Tagsüber kümmern sich zwei Pflegekräfte um die Bewohner, außerdem kommen eine Hauswirtschafterin und eine Köchin ins Haus. Nachts steht ebenfalls ein Betreuer bereit. Alles ist auf die Bedürfnisse der Bewohner zugeschnitten. Anna ist eine Frühaufsteherin. Sie bekommt ihr Frühstück um 8.30 Uhr serviert, Emma dagegen frühstückt erst um halb Neun. Einen festen Zeitplan gibt es nicht. „Wir richten uns da ganz nach den einzelnen Geschmäckern“, sagt Ritschel. Das gilt für alle Mahlzeiten. Wer keine Kartoffeln mag, bekommt eben Nudeln zum Rindfleisch. Kein Wunder, dass Anna sagt: „Ich bin hier zu Hause.“
Zu diesem Gefühl trägt nicht zuletzt das Ambiente bei: Der Flur hängt voller bunter Bilder. Franz und Anna wie sie beim Kappenabend fröhlich in die Kamera lächeln. Ein selbst gebasteltes Herz, um das Fotos der einzelnen Bewohner herumgruppiert wurden, hängt ebenfalls dabei. Die Mitbewohner sind im August 2008 in das Haus eingezogen. Mit der breiten Treppe und dem großen Flur ist es optimal geschnitten. Ein Treppenlift überbrückt den Weg vom Obergeschoss in die untere Etage. Für maximal zwölf Personen soll es Platz bieten, wenn alle Umbaumaßnahmen abgeschlossen sind. Wer einziehen darf, entscheidet allein das Bewohner-Gremium. Schließlich muss, wie bei jeder andere WG auch, die Chemie stimmen. Und das tut sie. Dass Handwerker Josef in seinem Zimmer auch mal nachts die Flex anwirft, stört Zimmernachbarin Anna nicht.
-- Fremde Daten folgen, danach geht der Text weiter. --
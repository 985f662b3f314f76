//! rwx permission triples

use crate::error::FsError;
use serde::{Deserialize, Serialize};
use std::fmt;
use std::str::FromStr;

const READ: u8 = 4;
const WRITE: u8 = 2;
const EXECUTE: u8 = 1;

/// Owner, group and others bits, each in `0..=7`.
///
/// Access checks consult the owner triple only; there is no user model.
#[derive(Debug, Clone, Copy, PartialEq, Eq, Serialize, Deserialize)]
pub struct Permissions {
    pub owner: u8,
    pub group: u8,
    pub others: u8,
}

impl Default for Permissions {
    fn default() -> Self {
        Self {
            owner: 7,
            group: 5,
            others: 5,
        }
    }
}

impl Permissions {
    pub fn can_read(&self) -> bool {
        self.owner & READ != 0
    }

    pub fn can_write(&self) -> bool {
        self.owner & WRITE != 0
    }

    pub fn can_execute(&self) -> bool {
        self.owner & EXECUTE != 0
    }

    /// Octal mode string, e.g. `755`.
    pub fn mode(&self) -> String {
        format!("{}{}{}", self.owner, self.group, self.others)
    }
}

fn rwx(bits: u8) -> [char; 3] {
    [
        if bits & READ != 0 { 'r' } else { '-' },
        if bits & WRITE != 0 { 'w' } else { '-' },
        if bits & EXECUTE != 0 { 'x' } else { '-' },
    ]
}

impl fmt::Display for Permissions {
    fn fmt(&self, f: &mut fmt::Formatter<'_>) -> fmt::Result {
        for bits in [self.owner, self.group, self.others] {
            for c in rwx(bits) {
                write!(f, "{}", c)?;
            }
        }
        Ok(())
    }
}

impl FromStr for Permissions {
    type Err = FsError;

    /// Parse a three-digit octal mode such as `644`.
    fn from_str(mode: &str) -> Result<Self, Self::Err> {
        let digits: Vec<u8> = mode
            .chars()
            .map(|c| c.to_digit(8).map(|d| d as u8))
            .collect::<Option<_>>()
            .ok_or_else(|| FsError::InvalidMode(mode.to_string()))?;

        match digits.as_slice() {
            [owner, group, others] => Ok(Self {
                owner: *owner,
                group: *group,
                others: *others,
            }),
            _ => Err(FsError::InvalidMode(mode.to_string())),
        }
    }
}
Eine Hand wäscht die andere
Zum einen hört sie nicht mehr so gut, zum anderen hat sie schon von Josefs handwerklichen Fähigkeiten profitiert. „Meine Uhr ist mir runtergefallen, und dann ging sie nicht mehr, aber Josef hat sie repariert.“ Eine Hand wäscht die andere, ob mit 18 oder mit 80. Natürlich gibt es auch mal kleinere Reibereien, aber die gibt es schließlich in jeder WG. Nur, dass sich die Streitereien hier nicht um schmutzige Wäsche oder den Putzdienst drehen. Auch die Gespräche sind anders. Josef wurde im Krieg angeschossen, Anna hat zahlreiche Operationen hinter sich. Die Vergangenheit ist hier so lebendig wie die Gegenwart.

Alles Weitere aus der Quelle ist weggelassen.